40 Years on
CMF in the nineties
Andrew Fergusson shares his memories of serving as CMF General Secretary in the 1990s.
I joined the staff of CMF in April 1989 as Assistant General Secretary to Keith Sanders, taking over as General Secretary when he retired in October 1990. From the beginning, he gave me four portfolios: students, juniors, literature, and the Medical Study Group, while keeping general admin, missionaries, and ICMDA for himself.
During ten years as a GP at Brook Lane Medical Mission, I had already been active on CMF’s Junior Doctors Committee and the Medical Study Group. I had written several book reviews, so I knew how CMF worked. In my first month, I had carte blanche to meet as many people and institutions as I wanted, and among my visits was a day with Douglas Johnson (affectionately known as ‘DJ’) and his wife. I would be drafting his obituaries a few years later.
The office team were great, though several age-related retirements had to occur, and technology was beginning to change everything. The new Fax machines sent text quickly around the world (and arguably, helped speed up the collapse of Communism),[1] word processing was arriving, and something called the Internet was almost in sight.
DJ always used to say, ‘If you take care of the students and the literature, the rest will take care of itself’. Dialogue 89, an evangelistic roadshow to students, was underway as I arrived, and over the years, it morphed into the Confident Christianity programme. Towards the end of the decade came the Saline Solution course in being an effective witness to Christ.
Regarding ‘literature’, DJ’s son, CMF chair Alan Johnson, pressed me to improve the appearance and content of our publications, but I had to ask his advice and permission for CMF to respond to the first BBC request to do a live broadcast. Over-prepared, I drove to BBC Radio Bedford to debate for an hour with the then-leader of the Voluntary Euthanasia Society. Great fun! And I think we won.
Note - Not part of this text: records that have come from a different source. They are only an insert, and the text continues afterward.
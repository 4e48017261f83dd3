use thiserror::Error;

#[derive(Error, Debug, Clone, PartialEq)]
pub enum Error {
    #[error("Validation error: {0}")]
    Validation(String),

    #[error("Not found: {0}")]
    NotFound(String),

    #[error("Authentication error: {0}")]
    Authentication(String),

    #[error("Authorization error: {0}")]
    Authorization(String),

    #[error("Conflict: {0}")]
    Conflict(String),

    #[error("Invalid transition: {0}")]
    InvalidTransition(String),

    /// Storage failures. Callers treat these as transient and may retry.
    #[error("Database error: {0}")]
    Database(String),

    #[error("Message broker error: {0}")]
    Broker(String),

    #[error("Notification delivery error: {0}")]
    NotificationDelivery(String),

    #[error("Configuration error: {0}")]
    Config(String),

    #[error("Serialization error: {0}")]
    Serialization(String),
}

impl From<serde_json::Error> for Error {
    fn from(err: serde_json::Error) -> Self {
        Error::Serialization(err.to_string())
    }
}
That was the first of now countless radio and TV broadcasts by members and staff as more and more medical issues highlighted the rapid changes in Western culture and the need for a thoughtful Christian response.
But, following a generous gift, it was the appointment from January 1992 of Peter Saunders as the first full-time CMF Student Secretary that marked the real take off for CMF becoming a significant player in national life, often in collaboration with other co-belligerents. Realising that the campaign against legalising euthanasia and assisted suicide needed more than reciting the Sixth Commandment, CMF effectively founded and funded HOPE – Healthcare Opposed to Euthanasia. National and international broadcasting and campaigning took up much of my stint at CMF.
CMF was, therefore, sometimes working with Roman Catholics, and I have great respect for my many friends there. We also became more and more involved with the Evangelical Alliance and its coalitions ECOS (Evangelical Coalition on Sexuality), ECOD (Evangelical Coalition on Drugs – looking at alcohol and other substance abuse), and ECONS (Evangelical Coalition on New Spiritualities and the Occult). Previous tensions with other organisations around the charismatic movement were slowly resolved.
With my experiences of 14 years working in the NHS with other health professions and being saddened by the demise of the Nurses Christian Fellowship, I have always wanted to see a multidisciplinary Christian organisation in the UK. I am glad about what is now happening in CMF with nurses and midwives as full members. But CMF will always remain a ‘Fellowship’, however else we may change in the future!
Discussions with the Medical Missionary Association took a long time to lead to a full merger, but the annual Refresher Course (now the Developing Health Course) that we jointly ran was always an absolute joy and privilege to attend, meeting many great saints working overseas.
From 1998 to 1999, I became convinced it was time for me to move on. Full-time executive leaders were usually doing so by that point. So, I gave the statutory three-month notice but said I would do six months if necessary. In the end, I did twelve months and left with no named successor. I had long meetings with half a dozen potential leaders, but for none of them was it the right job. So it was that Peter Saunders eventually agreed to take over, which he did ably until 2018, after which he took over as General Secretary of ICMDA in 2019. The rest, as they say, is history.
I had a portfolio career for five of the next seven years: I was elected a member of the General Medical Council, was a medical adviser to CARE, [2]chair of Acorn Christian Healing Foundation,[3] a writer, a speaker, and a church leader. After taking up a year-long ethics post in the USA, Catrin and I returned to the UK, and from 2007 to 2011, were I took up the post of CMF Head of Communications and Public Policy.
I retired from paid work at age sixty, and I am grateful for all CMF colleagues, members, and the fascinating thousands of God’s people I have met around the world. Thank you, Lord.